** Opening SUPPLIED RECORDS block **

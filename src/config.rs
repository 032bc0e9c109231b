//! Configuration management
//!
//! Loads configuration from:
//! 1. Default values
//! 2. Configuration file (config/local.toml)
//! 3. Environment variables (override)

use serde::Deserialize;
use std::{net::IpAddr, path::PathBuf};

/// Main application configuration
#[derive(Debug, Clone, Deserialize)]
pub struct AppConfig {
    pub server: ServerConfig,
    pub database: DatabaseConfig,
    pub auth: AuthConfig,
    pub logging: LoggingConfig,
}

/// Server configuration
#[derive(Debug, Clone, Deserialize)]
pub struct ServerConfig {
    /// Bind address (e.g., "0.0.0.0")
    pub host: String,
    /// Port number (e.g., 8080)
    pub port: u16,
    /// Public domain (e.g., "gatorshare.example.com")
    pub domain: String,
    /// Protocol ("http" or "https")
    pub protocol: String,
}

impl ServerConfig {
    /// Get the base URL for the instance
    ///
    /// # Returns
    /// Full URL like "https://gatorshare.example.com"
    pub fn base_url(&self) -> String {
        format!("{}://{}", self.protocol, self.domain)
    }
}

/// Database configuration (SQLite only)
#[derive(Debug, Clone, Deserialize)]
pub struct DatabaseConfig {
    /// Path to SQLite database file
    pub path: PathBuf,
    /// Connection pool size
    #[serde(default = "default_max_connections")]
    pub max_connections: u32,
    /// How long a writer waits on SQLite's lock before giving up
    #[serde(default = "default_busy_timeout_ms")]
    pub busy_timeout_ms: u64,
    /// Extra attempts for a write transaction that hit a lock error
    #[serde(default = "default_write_retries")]
    pub write_retries: u32,
}

fn default_max_connections() -> u32 {
    5
}

fn default_busy_timeout_ms() -> u64 {
    5_000
}

fn default_write_retries() -> u32 {
    3
}

/// Session cookie configuration
#[derive(Debug, Clone, Deserialize)]
pub struct AuthConfig {
    /// Cookie Max-Age in seconds (default: 3600)
    pub session_max_age: i64,
    /// Domain attribute for both session cookies; host-only when unset
    pub cookie_domain: Option<String>,
}

/// Logging configuration
#[derive(Debug, Clone, Deserialize)]
pub struct LoggingConfig {
    /// Log level: trace, debug, info, warn, error
    pub level: String,
    /// Log format: "pretty" or "json"
    pub format: String,
}

impl AppConfig {
    /// Load configuration from file and environment
    ///
    /// # Loading Order
    /// 1. Default values
    /// 2. config/default.toml (if exists)
    /// 3. config/local.toml (if exists)
    /// 4. Environment variables (GATORSHARE__*)
    ///
    /// # Errors
    /// Returns error if configuration is invalid
    pub fn load() -> Result<Self, crate::error::AppError> {
        use config::{Config, Environment, File};

        let config = Config::builder()
            .set_default("server.host", "127.0.0.1")?
            .set_default("server.port", 8080)?
            .set_default("server.domain", "localhost")?
            .set_default("server.protocol", "http")?
            .set_default("database.path", "data/gatorshare.db")?
            .set_default("database.max_connections", 5)?
            .set_default("database.busy_timeout_ms", 5000)?
            .set_default("database.write_retries", 3)?
            .set_default("auth.session_max_age", 3600)?
            .set_default("logging.level", "info")?
            .set_default("logging.format", "pretty")?
            .add_source(File::with_name("config/default").required(false))
            .add_source(File::with_name("config/local").required(false))
            .add_source(
                Environment::with_prefix("GATORSHARE")
                    .separator("__")
                    .try_parsing(true),
            )
            .build()
            .map_err(|e| crate::error::AppError::Config(e.to_string()))?;

        let app_config: Self = config
            .try_deserialize()
            .map_err(|e| crate::error::AppError::Config(e.to_string()))?;
        app_config.validate()?;
        Ok(app_config)
    }

    pub fn should_use_secure_cookies(&self) -> bool {
        self.server.protocol.eq_ignore_ascii_case("https")
            || !is_local_server_domain(&self.server.domain)
    }

    pub(crate) fn validate(&self) -> Result<(), crate::error::AppError> {
        if self.auth.session_max_age <= 0 {
            return Err(crate::error::AppError::Config(
                "auth.session_max_age must be greater than 0".to_string(),
            ));
        }

        if self.database.max_connections == 0 {
            return Err(crate::error::AppError::Config(
                "database.max_connections must be greater than 0".to_string(),
            ));
        }

        if !self.should_use_secure_cookies() {
            let host = normalized_server_host(&self.server.domain);
            tracing::warn!(
                host = %host,
                protocol = %self.server.protocol,
                "Using insecure session cookies for local development"
            );
        } else if !self.server.protocol.eq_ignore_ascii_case("https") {
            return Err(crate::error::AppError::Config(
                "server.protocol must be https for non-local server domains".to_string(),
            ));
        }

        Ok(())
    }
}

fn normalized_server_host(domain: &str) -> String {
    let trimmed = domain.trim();
    let parsed_host = url::Url::parse(&format!("http://{trimmed}"))
        .ok()
        .and_then(|url| url.host_str().map(|host| host.to_string()));
    let host = parsed_host.unwrap_or_else(|| trimmed.to_string());
    host.trim_end_matches('.').to_ascii_lowercase()
}

fn is_local_server_domain(domain: &str) -> bool {
    let host = normalized_server_host(domain);
    if host == "localhost" || host.ends_with(".localhost") {
        return true;
    }

    if let Ok(ip) = host.parse::<IpAddr>() {
        return ip.is_loopback() || ip.is_unspecified();
    }

    false
}

#[cfg(test)]
mod tests {
    use super::*;

    fn valid_config() -> AppConfig {
        AppConfig {
            server: ServerConfig {
                host: "127.0.0.1".to_string(),
                port: 8080,
                domain: "localhost".to_string(),
                protocol: "http".to_string(),
            },
            database: DatabaseConfig {
                path: PathBuf::from("/tmp/gatorshare-test.db"),
                max_connections: 5,
                busy_timeout_ms: 5_000,
                write_retries: 3,
            },
            auth: AuthConfig {
                session_max_age: 3600,
                cookie_domain: None,
            },
            logging: LoggingConfig {
                level: "info".to_string(),
                format: "pretty".to_string(),
            },
        }
    }

    #[test]
    fn validate_accepts_http_on_localhost() {
        let config = valid_config();
        assert!(config.validate().is_ok());
        assert!(!config.should_use_secure_cookies());
    }

    #[test]
    fn validate_rejects_non_positive_session_age() {
        let mut config = valid_config();
        config.auth.session_max_age = 0;

        let error = config
            .validate()
            .expect_err("zero max age must fail");
        assert!(matches!(
            error,
            crate::error::AppError::Config(message)
                if message.contains("auth.session_max_age")
        ));
    }

    #[test]
    fn validate_rejects_empty_pool() {
        let mut config = valid_config();
        config.database.max_connections = 0;

        assert!(config.validate().is_err());
    }

    #[test]
    fn validate_rejects_http_for_non_local_domain() {
        let mut config = valid_config();
        config.server.domain = "gatorshare.example.com".to_string();
        config.server.protocol = "http".to_string();

        let error = config
            .validate()
            .expect_err("public domains must require https");
        assert!(matches!(
            error,
            crate::error::AppError::Config(message)
                if message.contains("server.protocol must be https")
        ));
    }

    #[test]
    fn loopback_ip_counts_as_local() {
        let mut config = valid_config();
        config.server.domain = "127.0.0.1:8080".to_string();
        assert!(!config.should_use_secure_cookies());

        config.server.domain = "gatorshare.example.com".to_string();
        config.server.protocol = "https".to_string();
        assert!(config.should_use_secure_cookies());
    }
}
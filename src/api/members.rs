//! Member endpoints
//!
//! Registration, login/logout, profiles, follows and reacted-target
//! listings.

use axum::{
    Json,
    extract::{Path, State},
    http::StatusCode,
};
use axum_extra::extract::CookieJar;

use super::dto::*;
use super::extract::JsonBody;
use crate::AppState;
use crate::auth::{CookieSettings, CurrentMember, SessionTokens};
use crate::data::{Polarity, TargetKind};
use crate::error::AppError;
use crate::service::{FollowService, MemberService, PostService, ProfileChanges, Registration};

fn build_member_service(state: &AppState) -> MemberService {
    MemberService::new(state.db.clone())
}

fn build_follow_service(state: &AppState) -> FollowService {
    FollowService::new(state.db.clone())
}

fn with_session_cookies(state: &AppState, jar: CookieJar, tokens: &SessionTokens) -> CookieJar {
    let [session, csrf] = CookieSettings::from_config(&state.config).session_cookies(tokens);
    jar.add(session).add(csrf)
}

fn without_session_cookies(state: &AppState, jar: CookieJar) -> CookieJar {
    let [session, csrf] = CookieSettings::from_config(&state.config).removal_cookies();
    jar.add(session).add(csrf)
}

// =============================================================================
// Session lifecycle
// =============================================================================

/// POST /api/v1/register
pub async fn register(
    State(state): State<AppState>,
    jar: CookieJar,
    JsonBody(req): JsonBody<RegisterRequest>,
) -> Result<(StatusCode, CookieJar, Json<MessageResponse>), AppError> {
    let (member, tokens) = build_member_service(&state)
        .register(Registration {
            username: req.username,
            email: req.email,
            password: req.password,
            bio: req.bio,
        })
        .await?;

    Ok((
        StatusCode::CREATED,
        with_session_cookies(&state, jar, &tokens),
        Json(MessageResponse::new(format!(
            "Successfully registered user: {}",
            member.username
        ))),
    ))
}

/// POST /api/v1/login
pub async fn login(
    State(state): State<AppState>,
    jar: CookieJar,
    JsonBody(req): JsonBody<LoginRequest>,
) -> Result<(CookieJar, Json<MessageResponse>), AppError> {
    let tokens = build_member_service(&state)
        .login(&req.username, &req.password)
        .await?;

    Ok((
        with_session_cookies(&state, jar, &tokens),
        Json(MessageResponse::new("Login successful")),
    ))
}

/// POST /api/v1/logout
pub async fn logout(
    State(state): State<AppState>,
    CurrentMember(username): CurrentMember,
    jar: CookieJar,
) -> Result<(CookieJar, Json<MessageResponse>), AppError> {
    build_member_service(&state).logout(&username).await?;

    Ok((
        without_session_cookies(&state, jar),
        Json(MessageResponse::new("Logout successful")),
    ))
}

/// GET /api/v1/current-user
pub async fn current_user(
    CurrentMember(username): CurrentMember,
) -> Result<Json<CurrentUserResponse>, AppError> {
    Ok(Json(CurrentUserResponse { username }))
}

// =============================================================================
// Profiles
// =============================================================================

/// GET /api/v1/member/:username
pub async fn get_member(
    State(state): State<AppState>,
    Path(username): Path<String>,
) -> Result<Json<DataResponse<MemberResponse>>, AppError> {
    let member = build_member_service(&state).get(&username).await?;
    Ok(Json(DataResponse {
        data: member.into(),
    }))
}

/// PUT /api/v1/member
pub async fn update_member(
    State(state): State<AppState>,
    CurrentMember(username): CurrentMember,
    JsonBody(req): JsonBody<UpdateMemberRequest>,
) -> Result<Json<DataResponse<MemberResponse>>, AppError> {
    let member = build_member_service(&state)
        .update(
            &username,
            ProfileChanges {
                email: req.email,
                bio: req.bio,
                current_password: req.current_password,
                new_password: req.new_password,
            },
        )
        .await?;

    Ok(Json(DataResponse {
        data: member.into(),
    }))
}

/// DELETE /api/v1/member
pub async fn delete_member(
    State(state): State<AppState>,
    CurrentMember(username): CurrentMember,
    jar: CookieJar,
) -> Result<(CookieJar, Json<MessageResponse>), AppError> {
    build_member_service(&state).delete(&username).await?;

    Ok((
        without_session_cookies(&state, jar),
        Json(MessageResponse::new("Member deleted successfully")),
    ))
}

// =============================================================================
// Reacted targets
// =============================================================================

async fn reacted_targets(
    state: &AppState,
    username: &str,
    kind: TargetKind,
    polarity: Polarity,
) -> Result<Json<DataResponse<Vec<String>>>, AppError> {
    let data = PostService::new(state.db.clone())
        .reacted_targets(username, kind, polarity)
        .await?;
    Ok(Json(DataResponse { data }))
}

/// GET /api/v1/member/:username/liked-posts
pub async fn liked_posts(
    State(state): State<AppState>,
    Path(username): Path<String>,
) -> Result<Json<DataResponse<Vec<String>>>, AppError> {
    reacted_targets(&state, &username, TargetKind::Post, Polarity::Like).await
}

/// GET /api/v1/member/:username/disliked-posts
pub async fn disliked_posts(
    State(state): State<AppState>,
    Path(username): Path<String>,
) -> Result<Json<DataResponse<Vec<String>>>, AppError> {
    reacted_targets(&state, &username, TargetKind::Post, Polarity::Dislike).await
}

/// GET /api/v1/member/:username/liked-comments
pub async fn liked_comments(
    State(state): State<AppState>,
    Path(username): Path<String>,
) -> Result<Json<DataResponse<Vec<String>>>, AppError> {
    reacted_targets(&state, &username, TargetKind::Comment, Polarity::Like).await
}

/// GET /api/v1/member/:username/disliked-comments
pub async fn disliked_comments(
    State(state): State<AppState>,
    Path(username): Path<String>,
) -> Result<Json<DataResponse<Vec<String>>>, AppError> {
    reacted_targets(&state, &username, TargetKind::Comment, Polarity::Dislike).await
}

// =============================================================================
// Follows
// =============================================================================

/// POST /api/v1/member/:username/follow
pub async fn follow(
    State(state): State<AppState>,
    CurrentMember(follower): CurrentMember,
    Path(username): Path<String>,
) -> Result<Json<MessageResponse>, AppError> {
    build_follow_service(&state)
        .follow(&follower, &username)
        .await?;
    Ok(Json(MessageResponse::new("Followed successfully")))
}

/// DELETE /api/v1/member/:username/follow
pub async fn unfollow(
    State(state): State<AppState>,
    CurrentMember(follower): CurrentMember,
    Path(username): Path<String>,
) -> Result<Json<MessageResponse>, AppError> {
    build_follow_service(&state)
        .unfollow(&follower, &username)
        .await?;
    Ok(Json(MessageResponse::new("Unfollowed successfully")))
}

/// GET /api/v1/member/:username/followers
pub async fn followers(
    State(state): State<AppState>,
    Path(username): Path<String>,
) -> Result<Json<DataResponse<Vec<String>>>, AppError> {
    let data = build_follow_service(&state).followers(&username).await?;
    Ok(Json(DataResponse { data }))
}

/// GET /api/v1/member/:username/following
pub async fn following(
    State(state): State<AppState>,
    Path(username): Path<String>,
) -> Result<Json<DataResponse<Vec<String>>>, AppError> {
    let data = build_follow_service(&state).following(&username).await?;
    Ok(Json(DataResponse { data }))
}
//! Session authentication
//!
//! Handles:
//! - Session/CSRF token issuance and revocation
//! - Password hashing
//! - Authorization middleware and extractors

mod middleware;
pub mod password;
pub mod session;

pub use middleware::{
    AuthenticatedMember, CurrentMember, authorize, require_auth, resolve_identity,
};
pub use session::{
    CSRF_COOKIE, CSRF_HEADER, CookieSettings, SESSION_COOKIE, SessionTokens, issue_session,
    revoke_session,
};
//! Error types for GatorShare
//!
//! All errors in the application are converted to `AppError`,
//! which implements `IntoResponse` for proper HTTP error responses.
//! The session and reaction layers raise their own narrower enums
//! (`AuthError`, `ReactionError`, `FollowError`) which convert into
//! `AppError` at the handler boundary.

use axum::extract::rejection::JsonRejection;
use axum::http::StatusCode;
use axum::response::{IntoResponse, Response};
use thiserror::Error;

/// Application-wide error type
///
/// This enum represents all possible errors that can occur
/// in the application. It implements `IntoResponse` to
/// automatically convert errors to appropriate HTTP responses.
#[derive(Debug, Error)]
pub enum AppError {
    /// Resource not found (404)
    #[error("Resource not found")]
    NotFound,

    /// Authentication required (401)
    #[error("Authentication required")]
    Unauthorized,

    /// Login or password check failed (401)
    #[error("Invalid username or password")]
    InvalidCredentials,

    /// Validation error (400)
    #[error("Validation error: {0}")]
    Validation(String),

    /// Unique key already taken (409)
    #[error("Conflict: {0}")]
    Conflict(String),

    /// Database error (500)
    #[error("Database error: {0}")]
    Database(#[from] sqlx::Error),

    /// Configuration error (500)
    #[error("Configuration error: {0}")]
    Config(String),

    /// Internal server error (500)
    #[error("Internal error: {0}")]
    Internal(#[from] anyhow::Error),
}

impl From<JsonRejection> for AppError {
    fn from(rejection: JsonRejection) -> Self {
        AppError::Validation(rejection.body_text())
    }
}

impl From<config::ConfigError> for AppError {
    fn from(err: config::ConfigError) -> Self {
        AppError::Config(err.to_string())
    }
}

/// Session authorization failures
///
/// All variants surface as the same 401 response; the variant only
/// shows up in logs and metrics.
#[derive(Debug, Clone, Copy, PartialEq, Eq, Error)]
pub enum AuthError {
    /// No member holds the presented session token
    #[error("no such session")]
    NoSuchSession,
    /// The member's stored session no longer matches the cookie
    #[error("invalid session")]
    InvalidSession,
    /// Missing or mismatched CSRF header
    #[error("invalid csrf token")]
    InvalidCsrf,
}

impl AuthError {
    pub fn as_str(&self) -> &'static str {
        match self {
            Self::NoSuchSession => "no_such_session",
            Self::InvalidSession => "invalid_session",
            Self::InvalidCsrf => "invalid_csrf",
        }
    }
}

impl From<AuthError> for AppError {
    fn from(err: AuthError) -> Self {
        crate::metrics::AUTH_FAILURES_TOTAL
            .with_label_values(&[err.as_str()])
            .inc();
        tracing::debug!(reason = err.as_str(), "Authorization rejected");
        AppError::Unauthorized
    }
}

/// Like/dislike failures
#[derive(Debug, Clone, PartialEq, Eq, Error)]
pub enum ReactionError {
    #[error("Target not found")]
    NotFound,
    #[error("Invalid action: {0}")]
    InvalidAction(String),
}

impl From<ReactionError> for AppError {
    fn from(err: ReactionError) -> Self {
        match err {
            ReactionError::NotFound => AppError::NotFound,
            ReactionError::InvalidAction(_) => AppError::Validation(err.to_string()),
        }
    }
}

/// Follow/unfollow failures
#[derive(Debug, Clone, Copy, PartialEq, Eq, Error)]
pub enum FollowError {
    #[error("Cannot follow yourself")]
    SelfFollow,
    #[error("Member not found")]
    NotFound,
}

impl From<FollowError> for AppError {
    fn from(err: FollowError) -> Self {
        match err {
            FollowError::SelfFollow => AppError::Validation(err.to_string()),
            FollowError::NotFound => AppError::NotFound,
        }
    }
}

impl AppError {
    fn parts(&self) -> (StatusCode, String, &'static str) {
        match self {
            AppError::NotFound => (StatusCode::NOT_FOUND, self.to_string(), "not_found"),
            AppError::Unauthorized => (StatusCode::UNAUTHORIZED, self.to_string(), "unauthorized"),
            AppError::InvalidCredentials => (
                StatusCode::UNAUTHORIZED,
                self.to_string(),
                "invalid_credentials",
            ),
            AppError::Validation(msg) => (StatusCode::BAD_REQUEST, msg.clone(), "validation"),
            AppError::Conflict(msg) => (StatusCode::CONFLICT, msg.clone(), "conflict"),
            AppError::Database(_) => (
                StatusCode::INTERNAL_SERVER_ERROR,
                "Database error".to_string(),
                "database",
            ),
            AppError::Config(msg) => (StatusCode::INTERNAL_SERVER_ERROR, msg.clone(), "config"),
            AppError::Internal(_) => (
                StatusCode::INTERNAL_SERVER_ERROR,
                "Internal server error".to_string(),
                "internal",
            ),
        }
    }
}

impl IntoResponse for AppError {
    /// Convert error to HTTP response
    ///
    /// Maps each error variant to appropriate HTTP status code
    /// and JSON error body.
    fn into_response(self) -> Response {
        use axum::Json;

        let (status, error_message, error_type) = self.parts();

        if status.is_server_error() {
            tracing::error!(error = %self, "Request failed");
        }

        crate::metrics::ERRORS_TOTAL
            .with_label_values(&[error_type])
            .inc();

        let body = Json(serde_json::json!({
            "error": error_message,
        }));

        (status, body).into_response()
    }
}

/// Result type alias using AppError
pub type Result<T> = std::result::Result<T, AppError>;

#[cfg(test)]
mod tests {
    use super::*;

    #[test]
    fn auth_failures_share_one_status_and_message() {
        for err in [
            AuthError::NoSuchSession,
            AuthError::InvalidSession,
            AuthError::InvalidCsrf,
        ] {
            let app_error = AppError::from(err);
            let (status, message, _) = app_error.parts();
            assert_eq!(status, StatusCode::UNAUTHORIZED);
            assert_eq!(message, "Authentication required");
        }
    }

    #[test]
    fn reaction_and_follow_errors_map_to_client_statuses() {
        let (status, _, _) = AppError::from(ReactionError::NotFound).parts();
        assert_eq!(status, StatusCode::NOT_FOUND);

        let (status, message, _) =
            AppError::from(ReactionError::InvalidAction("love".to_string())).parts();
        assert_eq!(status, StatusCode::BAD_REQUEST);
        assert!(message.contains("love"));

        let (status, _, _) = AppError::from(FollowError::SelfFollow).parts();
        assert_eq!(status, StatusCode::BAD_REQUEST);

        let (status, _, _) = AppError::from(FollowError::NotFound).parts();
        assert_eq!(status, StatusCode::NOT_FOUND);
    }

    #[test]
    fn database_errors_do_not_leak_details() {
        let (status, message, _) = AppError::Database(sqlx::Error::RowNotFound).parts();
        assert_eq!(status, StatusCode::INTERNAL_SERVER_ERROR);
        assert_eq!(message, "Database error");
    }
}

** Closing SUPPLIED RECORDS block **

WHAT YOU WILL DO: Please return every line of the records above that contains the word "InvalidCredentials".

RESULT FOR THIS TASK:
    InvalidCredentials,
            AppError::InvalidCredentials => (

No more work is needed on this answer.